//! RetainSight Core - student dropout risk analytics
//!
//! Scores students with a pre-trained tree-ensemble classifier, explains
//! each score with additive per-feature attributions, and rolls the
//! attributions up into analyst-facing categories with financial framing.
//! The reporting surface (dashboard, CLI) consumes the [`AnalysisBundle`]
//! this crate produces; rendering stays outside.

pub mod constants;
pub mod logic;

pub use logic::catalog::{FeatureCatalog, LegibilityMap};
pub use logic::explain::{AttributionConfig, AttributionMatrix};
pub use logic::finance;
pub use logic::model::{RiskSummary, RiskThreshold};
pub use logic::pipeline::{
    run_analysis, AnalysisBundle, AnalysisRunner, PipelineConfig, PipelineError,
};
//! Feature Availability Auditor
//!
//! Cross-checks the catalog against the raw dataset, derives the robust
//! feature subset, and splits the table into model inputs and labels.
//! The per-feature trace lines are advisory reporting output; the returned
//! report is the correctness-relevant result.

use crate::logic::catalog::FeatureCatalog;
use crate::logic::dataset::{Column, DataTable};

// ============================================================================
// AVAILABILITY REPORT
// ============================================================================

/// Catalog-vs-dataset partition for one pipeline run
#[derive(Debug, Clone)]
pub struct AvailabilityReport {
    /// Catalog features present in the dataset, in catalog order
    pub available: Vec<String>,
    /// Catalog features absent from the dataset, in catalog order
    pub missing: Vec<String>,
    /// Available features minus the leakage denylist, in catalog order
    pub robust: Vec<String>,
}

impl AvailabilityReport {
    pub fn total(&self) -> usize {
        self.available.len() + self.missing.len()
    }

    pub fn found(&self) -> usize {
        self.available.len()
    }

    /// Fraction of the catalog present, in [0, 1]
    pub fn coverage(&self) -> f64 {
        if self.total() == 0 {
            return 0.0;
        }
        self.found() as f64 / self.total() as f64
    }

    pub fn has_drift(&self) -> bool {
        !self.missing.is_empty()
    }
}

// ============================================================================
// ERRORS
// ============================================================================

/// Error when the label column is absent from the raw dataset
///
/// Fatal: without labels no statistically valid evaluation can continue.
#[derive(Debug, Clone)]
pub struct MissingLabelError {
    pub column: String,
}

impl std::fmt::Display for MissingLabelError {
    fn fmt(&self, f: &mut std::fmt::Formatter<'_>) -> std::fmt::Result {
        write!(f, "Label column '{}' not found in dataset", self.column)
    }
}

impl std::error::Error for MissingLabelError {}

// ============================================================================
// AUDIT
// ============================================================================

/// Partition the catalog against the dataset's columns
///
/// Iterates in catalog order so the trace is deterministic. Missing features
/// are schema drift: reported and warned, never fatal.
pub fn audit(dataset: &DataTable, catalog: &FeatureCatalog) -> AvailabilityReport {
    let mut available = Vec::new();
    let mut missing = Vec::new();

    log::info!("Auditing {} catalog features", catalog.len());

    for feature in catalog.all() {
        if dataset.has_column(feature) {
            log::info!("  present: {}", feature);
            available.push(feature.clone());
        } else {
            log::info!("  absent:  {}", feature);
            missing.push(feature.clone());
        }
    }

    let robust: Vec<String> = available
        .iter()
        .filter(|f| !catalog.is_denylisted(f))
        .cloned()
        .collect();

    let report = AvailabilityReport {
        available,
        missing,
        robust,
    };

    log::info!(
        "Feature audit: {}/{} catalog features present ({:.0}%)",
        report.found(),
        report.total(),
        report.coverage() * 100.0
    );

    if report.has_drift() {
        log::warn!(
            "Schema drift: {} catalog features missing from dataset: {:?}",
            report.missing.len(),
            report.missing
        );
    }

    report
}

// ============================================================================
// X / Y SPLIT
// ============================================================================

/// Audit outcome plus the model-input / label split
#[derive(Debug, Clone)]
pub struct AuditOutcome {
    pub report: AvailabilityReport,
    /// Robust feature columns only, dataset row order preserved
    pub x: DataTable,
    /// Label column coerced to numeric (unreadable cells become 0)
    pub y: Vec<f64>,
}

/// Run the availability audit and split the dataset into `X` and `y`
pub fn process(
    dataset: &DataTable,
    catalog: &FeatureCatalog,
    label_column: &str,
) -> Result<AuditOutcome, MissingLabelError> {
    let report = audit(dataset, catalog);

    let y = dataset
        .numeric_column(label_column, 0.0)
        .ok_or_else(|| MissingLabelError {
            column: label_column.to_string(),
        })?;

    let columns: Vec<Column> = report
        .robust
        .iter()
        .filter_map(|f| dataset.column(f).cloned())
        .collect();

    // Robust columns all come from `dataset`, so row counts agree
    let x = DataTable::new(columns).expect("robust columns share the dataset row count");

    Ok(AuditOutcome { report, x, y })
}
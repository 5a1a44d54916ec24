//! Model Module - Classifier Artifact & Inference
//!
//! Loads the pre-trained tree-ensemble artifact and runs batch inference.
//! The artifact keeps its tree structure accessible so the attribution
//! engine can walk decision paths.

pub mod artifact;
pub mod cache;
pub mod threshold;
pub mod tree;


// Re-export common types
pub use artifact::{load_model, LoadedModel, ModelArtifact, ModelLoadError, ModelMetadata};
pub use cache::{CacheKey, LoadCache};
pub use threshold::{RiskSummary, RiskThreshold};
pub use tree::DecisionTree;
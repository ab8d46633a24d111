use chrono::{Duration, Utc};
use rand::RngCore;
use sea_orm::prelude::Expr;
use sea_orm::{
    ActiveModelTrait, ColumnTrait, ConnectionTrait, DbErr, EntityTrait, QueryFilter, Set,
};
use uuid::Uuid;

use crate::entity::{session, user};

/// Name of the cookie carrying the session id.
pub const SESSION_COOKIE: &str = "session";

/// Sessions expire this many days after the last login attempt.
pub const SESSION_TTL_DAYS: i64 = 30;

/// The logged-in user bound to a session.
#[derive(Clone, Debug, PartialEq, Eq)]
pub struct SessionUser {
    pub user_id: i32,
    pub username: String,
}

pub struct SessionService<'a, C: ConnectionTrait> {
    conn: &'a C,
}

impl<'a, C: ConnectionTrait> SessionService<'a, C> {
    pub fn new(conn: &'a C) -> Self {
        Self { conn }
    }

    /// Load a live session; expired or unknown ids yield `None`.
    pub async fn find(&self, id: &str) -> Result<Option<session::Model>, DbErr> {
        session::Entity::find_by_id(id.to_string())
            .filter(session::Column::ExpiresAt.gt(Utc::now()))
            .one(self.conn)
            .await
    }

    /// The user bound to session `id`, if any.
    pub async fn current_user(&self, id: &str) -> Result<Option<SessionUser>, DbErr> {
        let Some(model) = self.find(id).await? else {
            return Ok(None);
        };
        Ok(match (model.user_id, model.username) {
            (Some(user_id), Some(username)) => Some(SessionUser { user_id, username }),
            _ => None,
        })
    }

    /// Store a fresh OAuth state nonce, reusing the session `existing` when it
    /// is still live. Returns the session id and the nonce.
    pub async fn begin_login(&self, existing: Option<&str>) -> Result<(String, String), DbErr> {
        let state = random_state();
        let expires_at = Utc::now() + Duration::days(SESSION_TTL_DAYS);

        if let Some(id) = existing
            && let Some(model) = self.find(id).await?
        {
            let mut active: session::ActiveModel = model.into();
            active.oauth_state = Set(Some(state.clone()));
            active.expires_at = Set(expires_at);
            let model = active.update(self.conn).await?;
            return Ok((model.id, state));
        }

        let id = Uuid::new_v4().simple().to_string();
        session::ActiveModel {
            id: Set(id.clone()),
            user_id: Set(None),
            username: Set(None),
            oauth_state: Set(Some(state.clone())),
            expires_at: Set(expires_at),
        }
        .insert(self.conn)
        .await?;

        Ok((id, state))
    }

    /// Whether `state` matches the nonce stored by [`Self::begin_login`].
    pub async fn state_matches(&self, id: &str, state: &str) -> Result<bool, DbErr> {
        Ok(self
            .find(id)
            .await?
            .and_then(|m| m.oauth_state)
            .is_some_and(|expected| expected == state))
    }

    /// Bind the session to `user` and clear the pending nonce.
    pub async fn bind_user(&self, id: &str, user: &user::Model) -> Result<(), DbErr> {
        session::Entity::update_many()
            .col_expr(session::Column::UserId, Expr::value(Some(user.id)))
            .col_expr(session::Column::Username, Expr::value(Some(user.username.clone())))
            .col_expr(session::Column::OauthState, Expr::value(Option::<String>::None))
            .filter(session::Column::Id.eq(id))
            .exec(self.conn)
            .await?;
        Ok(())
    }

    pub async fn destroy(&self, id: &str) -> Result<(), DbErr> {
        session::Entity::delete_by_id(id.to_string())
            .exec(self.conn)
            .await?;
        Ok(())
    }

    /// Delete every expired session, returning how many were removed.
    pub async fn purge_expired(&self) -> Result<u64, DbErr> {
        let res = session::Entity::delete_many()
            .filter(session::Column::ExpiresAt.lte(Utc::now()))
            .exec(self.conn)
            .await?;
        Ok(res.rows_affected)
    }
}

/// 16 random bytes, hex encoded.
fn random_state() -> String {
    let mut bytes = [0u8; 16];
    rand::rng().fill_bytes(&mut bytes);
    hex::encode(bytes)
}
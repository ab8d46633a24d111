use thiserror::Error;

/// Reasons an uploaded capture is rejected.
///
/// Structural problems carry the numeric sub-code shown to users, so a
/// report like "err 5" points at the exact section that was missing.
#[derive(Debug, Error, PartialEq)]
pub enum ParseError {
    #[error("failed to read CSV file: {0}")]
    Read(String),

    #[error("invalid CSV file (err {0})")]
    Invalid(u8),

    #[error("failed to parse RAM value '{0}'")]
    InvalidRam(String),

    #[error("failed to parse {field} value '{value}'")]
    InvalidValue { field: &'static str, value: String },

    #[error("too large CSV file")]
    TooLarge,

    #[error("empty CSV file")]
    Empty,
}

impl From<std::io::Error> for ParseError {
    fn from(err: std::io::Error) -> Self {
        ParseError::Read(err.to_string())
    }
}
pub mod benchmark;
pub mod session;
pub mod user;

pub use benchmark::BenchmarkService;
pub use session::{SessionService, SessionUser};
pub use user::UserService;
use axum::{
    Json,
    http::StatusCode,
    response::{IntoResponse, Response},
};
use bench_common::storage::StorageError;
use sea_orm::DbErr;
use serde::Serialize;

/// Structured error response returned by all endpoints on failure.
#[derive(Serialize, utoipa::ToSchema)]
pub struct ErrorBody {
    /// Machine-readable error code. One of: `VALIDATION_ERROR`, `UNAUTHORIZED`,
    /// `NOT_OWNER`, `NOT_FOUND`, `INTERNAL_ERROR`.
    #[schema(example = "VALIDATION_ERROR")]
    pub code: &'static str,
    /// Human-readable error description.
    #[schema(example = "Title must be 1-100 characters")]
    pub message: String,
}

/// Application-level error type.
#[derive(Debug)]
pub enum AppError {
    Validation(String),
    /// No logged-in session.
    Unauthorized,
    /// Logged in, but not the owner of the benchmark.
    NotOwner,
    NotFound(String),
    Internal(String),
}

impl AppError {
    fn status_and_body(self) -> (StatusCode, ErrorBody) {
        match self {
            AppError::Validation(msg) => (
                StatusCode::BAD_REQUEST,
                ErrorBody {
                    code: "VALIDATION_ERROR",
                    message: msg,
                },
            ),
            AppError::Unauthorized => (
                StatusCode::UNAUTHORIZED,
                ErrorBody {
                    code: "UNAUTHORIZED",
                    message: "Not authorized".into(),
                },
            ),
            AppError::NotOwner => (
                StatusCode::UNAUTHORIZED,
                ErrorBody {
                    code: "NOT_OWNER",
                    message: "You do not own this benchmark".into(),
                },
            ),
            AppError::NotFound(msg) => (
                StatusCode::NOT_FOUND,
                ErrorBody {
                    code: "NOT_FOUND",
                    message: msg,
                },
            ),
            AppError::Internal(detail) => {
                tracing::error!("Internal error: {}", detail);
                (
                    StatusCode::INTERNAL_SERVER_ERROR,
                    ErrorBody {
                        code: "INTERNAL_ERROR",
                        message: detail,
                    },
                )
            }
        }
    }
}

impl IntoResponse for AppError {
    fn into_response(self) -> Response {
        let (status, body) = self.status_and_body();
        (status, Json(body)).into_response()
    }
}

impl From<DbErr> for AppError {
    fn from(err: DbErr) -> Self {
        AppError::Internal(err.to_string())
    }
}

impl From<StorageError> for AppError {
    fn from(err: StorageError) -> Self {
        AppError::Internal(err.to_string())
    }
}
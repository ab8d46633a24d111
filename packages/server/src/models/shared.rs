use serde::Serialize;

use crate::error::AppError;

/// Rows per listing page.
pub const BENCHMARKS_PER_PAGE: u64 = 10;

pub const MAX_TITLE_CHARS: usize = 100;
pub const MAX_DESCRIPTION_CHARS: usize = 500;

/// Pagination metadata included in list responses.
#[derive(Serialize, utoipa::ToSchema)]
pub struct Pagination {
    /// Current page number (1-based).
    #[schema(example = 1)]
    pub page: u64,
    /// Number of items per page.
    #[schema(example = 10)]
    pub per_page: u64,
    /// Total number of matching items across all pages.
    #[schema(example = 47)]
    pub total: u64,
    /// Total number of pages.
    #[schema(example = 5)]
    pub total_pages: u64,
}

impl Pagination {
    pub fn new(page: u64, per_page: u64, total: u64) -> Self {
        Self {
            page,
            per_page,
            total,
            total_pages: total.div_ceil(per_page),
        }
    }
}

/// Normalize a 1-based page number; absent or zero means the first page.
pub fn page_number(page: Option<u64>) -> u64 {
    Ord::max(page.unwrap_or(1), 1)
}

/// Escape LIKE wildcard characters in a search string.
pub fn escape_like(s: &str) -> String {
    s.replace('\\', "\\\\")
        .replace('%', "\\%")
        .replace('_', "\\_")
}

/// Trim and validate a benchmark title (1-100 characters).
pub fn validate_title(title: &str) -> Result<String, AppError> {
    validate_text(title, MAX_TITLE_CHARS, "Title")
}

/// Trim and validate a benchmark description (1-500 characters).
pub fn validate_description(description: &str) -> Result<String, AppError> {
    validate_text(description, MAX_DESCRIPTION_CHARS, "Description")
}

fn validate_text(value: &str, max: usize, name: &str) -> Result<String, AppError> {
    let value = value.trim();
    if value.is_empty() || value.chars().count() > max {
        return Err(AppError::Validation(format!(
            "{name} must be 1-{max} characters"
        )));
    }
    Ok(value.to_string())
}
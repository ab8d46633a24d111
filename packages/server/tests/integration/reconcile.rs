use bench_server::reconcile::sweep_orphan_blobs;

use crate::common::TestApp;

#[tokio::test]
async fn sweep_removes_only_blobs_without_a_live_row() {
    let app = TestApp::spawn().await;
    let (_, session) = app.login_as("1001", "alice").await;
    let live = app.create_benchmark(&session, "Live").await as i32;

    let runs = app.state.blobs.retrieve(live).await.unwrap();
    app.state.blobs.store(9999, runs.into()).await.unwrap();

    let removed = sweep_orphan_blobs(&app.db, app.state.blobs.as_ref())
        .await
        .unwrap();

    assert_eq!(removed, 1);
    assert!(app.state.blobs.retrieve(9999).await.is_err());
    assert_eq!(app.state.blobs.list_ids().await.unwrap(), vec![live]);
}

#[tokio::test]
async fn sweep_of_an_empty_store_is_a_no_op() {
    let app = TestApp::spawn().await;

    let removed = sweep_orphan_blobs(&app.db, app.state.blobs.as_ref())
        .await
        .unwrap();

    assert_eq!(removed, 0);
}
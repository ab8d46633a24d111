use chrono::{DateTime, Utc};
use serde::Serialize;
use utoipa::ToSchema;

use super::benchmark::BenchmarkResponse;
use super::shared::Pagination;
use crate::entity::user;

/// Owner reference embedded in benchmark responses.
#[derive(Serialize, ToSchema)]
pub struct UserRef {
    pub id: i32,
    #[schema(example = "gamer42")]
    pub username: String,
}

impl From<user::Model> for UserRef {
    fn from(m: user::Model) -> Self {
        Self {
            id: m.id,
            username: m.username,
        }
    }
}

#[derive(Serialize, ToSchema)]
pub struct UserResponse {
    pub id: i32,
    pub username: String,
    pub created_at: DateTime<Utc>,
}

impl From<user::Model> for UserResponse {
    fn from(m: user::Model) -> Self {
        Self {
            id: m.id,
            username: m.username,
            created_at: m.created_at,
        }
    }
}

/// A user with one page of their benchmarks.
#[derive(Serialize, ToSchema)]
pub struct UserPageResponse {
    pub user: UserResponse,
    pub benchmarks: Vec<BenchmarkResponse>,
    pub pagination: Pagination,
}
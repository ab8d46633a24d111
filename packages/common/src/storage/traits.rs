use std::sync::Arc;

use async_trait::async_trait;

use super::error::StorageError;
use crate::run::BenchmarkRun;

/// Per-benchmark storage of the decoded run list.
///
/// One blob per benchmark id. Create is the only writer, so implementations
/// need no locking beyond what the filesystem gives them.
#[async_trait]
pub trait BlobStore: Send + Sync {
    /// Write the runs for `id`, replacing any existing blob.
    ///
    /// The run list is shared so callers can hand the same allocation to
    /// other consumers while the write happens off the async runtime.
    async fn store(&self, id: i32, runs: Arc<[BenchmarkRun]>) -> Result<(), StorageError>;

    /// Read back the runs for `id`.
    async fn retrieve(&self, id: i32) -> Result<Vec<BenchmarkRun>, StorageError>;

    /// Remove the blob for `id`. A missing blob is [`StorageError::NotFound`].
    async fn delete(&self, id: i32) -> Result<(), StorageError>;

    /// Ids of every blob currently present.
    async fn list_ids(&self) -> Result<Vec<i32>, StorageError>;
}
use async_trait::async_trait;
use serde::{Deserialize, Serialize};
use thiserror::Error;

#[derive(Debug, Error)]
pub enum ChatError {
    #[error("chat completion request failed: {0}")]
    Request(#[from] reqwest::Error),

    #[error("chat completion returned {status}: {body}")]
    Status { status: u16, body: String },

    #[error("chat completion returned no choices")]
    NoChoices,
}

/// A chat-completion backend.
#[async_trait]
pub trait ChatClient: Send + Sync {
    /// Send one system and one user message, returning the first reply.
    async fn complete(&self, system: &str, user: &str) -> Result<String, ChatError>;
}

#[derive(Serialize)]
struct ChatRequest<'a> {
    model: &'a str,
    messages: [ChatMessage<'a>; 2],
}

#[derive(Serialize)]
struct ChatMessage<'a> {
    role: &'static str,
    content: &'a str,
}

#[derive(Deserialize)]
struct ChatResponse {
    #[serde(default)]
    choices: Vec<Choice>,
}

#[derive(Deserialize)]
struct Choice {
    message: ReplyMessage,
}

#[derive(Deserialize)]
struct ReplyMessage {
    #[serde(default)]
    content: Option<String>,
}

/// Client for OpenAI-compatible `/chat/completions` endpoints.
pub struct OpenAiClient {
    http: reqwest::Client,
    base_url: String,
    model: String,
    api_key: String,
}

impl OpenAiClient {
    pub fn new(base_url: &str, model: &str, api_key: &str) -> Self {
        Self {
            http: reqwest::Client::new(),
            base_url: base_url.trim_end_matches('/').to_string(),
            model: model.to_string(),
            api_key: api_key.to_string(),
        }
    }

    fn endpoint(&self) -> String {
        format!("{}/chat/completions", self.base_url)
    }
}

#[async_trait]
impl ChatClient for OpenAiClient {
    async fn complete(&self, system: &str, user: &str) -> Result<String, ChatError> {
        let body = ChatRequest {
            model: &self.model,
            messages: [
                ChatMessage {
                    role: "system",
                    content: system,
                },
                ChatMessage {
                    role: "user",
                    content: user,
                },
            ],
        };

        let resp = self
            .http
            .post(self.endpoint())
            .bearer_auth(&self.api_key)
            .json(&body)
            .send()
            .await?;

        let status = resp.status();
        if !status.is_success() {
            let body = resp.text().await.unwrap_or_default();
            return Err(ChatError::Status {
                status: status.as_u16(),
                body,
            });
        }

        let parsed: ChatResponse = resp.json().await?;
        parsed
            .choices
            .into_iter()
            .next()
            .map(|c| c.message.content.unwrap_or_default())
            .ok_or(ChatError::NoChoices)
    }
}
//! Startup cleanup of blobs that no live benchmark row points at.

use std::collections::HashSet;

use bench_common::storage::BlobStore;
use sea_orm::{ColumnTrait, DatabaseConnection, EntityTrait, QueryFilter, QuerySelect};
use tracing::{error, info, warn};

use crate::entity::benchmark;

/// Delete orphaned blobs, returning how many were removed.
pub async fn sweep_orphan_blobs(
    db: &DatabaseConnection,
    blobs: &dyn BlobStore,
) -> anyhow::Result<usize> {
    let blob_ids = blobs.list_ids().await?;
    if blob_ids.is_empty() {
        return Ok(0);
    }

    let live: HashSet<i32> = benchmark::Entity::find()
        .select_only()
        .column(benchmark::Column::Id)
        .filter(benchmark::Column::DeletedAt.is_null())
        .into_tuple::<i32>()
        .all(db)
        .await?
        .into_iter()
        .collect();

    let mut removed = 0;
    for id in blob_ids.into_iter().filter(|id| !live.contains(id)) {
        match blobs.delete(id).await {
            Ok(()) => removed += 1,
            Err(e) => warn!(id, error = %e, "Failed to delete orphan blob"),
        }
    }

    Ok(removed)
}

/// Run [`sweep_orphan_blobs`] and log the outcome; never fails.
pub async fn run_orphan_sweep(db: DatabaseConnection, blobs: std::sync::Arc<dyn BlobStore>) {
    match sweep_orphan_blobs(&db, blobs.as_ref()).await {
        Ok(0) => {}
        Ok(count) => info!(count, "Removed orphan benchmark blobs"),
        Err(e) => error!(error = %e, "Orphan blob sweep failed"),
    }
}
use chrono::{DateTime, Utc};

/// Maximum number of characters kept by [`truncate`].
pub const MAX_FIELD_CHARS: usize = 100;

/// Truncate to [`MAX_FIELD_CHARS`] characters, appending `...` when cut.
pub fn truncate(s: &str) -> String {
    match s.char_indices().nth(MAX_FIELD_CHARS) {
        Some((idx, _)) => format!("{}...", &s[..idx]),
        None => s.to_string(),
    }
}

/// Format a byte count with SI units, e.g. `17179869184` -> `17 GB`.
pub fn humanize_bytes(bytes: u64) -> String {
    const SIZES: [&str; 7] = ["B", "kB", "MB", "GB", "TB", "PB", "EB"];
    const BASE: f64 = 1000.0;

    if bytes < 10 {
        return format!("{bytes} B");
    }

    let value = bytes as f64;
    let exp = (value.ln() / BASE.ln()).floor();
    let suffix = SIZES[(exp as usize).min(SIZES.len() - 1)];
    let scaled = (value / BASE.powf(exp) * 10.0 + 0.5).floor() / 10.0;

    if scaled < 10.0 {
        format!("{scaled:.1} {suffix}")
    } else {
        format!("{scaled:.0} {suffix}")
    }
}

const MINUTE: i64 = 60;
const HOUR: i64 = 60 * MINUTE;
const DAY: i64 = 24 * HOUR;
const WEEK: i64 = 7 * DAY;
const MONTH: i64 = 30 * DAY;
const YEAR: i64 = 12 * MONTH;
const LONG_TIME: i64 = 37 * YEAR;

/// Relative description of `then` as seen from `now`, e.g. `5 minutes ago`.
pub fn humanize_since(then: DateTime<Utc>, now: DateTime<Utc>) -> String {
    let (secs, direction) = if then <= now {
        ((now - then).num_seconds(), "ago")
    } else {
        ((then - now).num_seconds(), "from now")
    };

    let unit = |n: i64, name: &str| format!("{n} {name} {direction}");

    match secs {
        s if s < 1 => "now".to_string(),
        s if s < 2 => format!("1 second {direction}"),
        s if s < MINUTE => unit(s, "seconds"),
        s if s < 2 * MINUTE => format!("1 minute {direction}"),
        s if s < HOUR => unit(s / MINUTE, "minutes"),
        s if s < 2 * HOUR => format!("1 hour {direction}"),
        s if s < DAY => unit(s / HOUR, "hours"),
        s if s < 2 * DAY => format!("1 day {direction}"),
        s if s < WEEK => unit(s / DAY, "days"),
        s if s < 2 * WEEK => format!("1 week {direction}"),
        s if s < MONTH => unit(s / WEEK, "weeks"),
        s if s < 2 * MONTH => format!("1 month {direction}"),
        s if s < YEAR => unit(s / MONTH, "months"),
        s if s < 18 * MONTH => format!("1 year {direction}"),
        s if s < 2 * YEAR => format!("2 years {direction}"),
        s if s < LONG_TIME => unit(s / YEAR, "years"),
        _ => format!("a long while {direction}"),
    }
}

Exercise brief >>
Reply with nothing but the number of lines in the listing that include the string "IntoResponse".

Solved exercise >>
2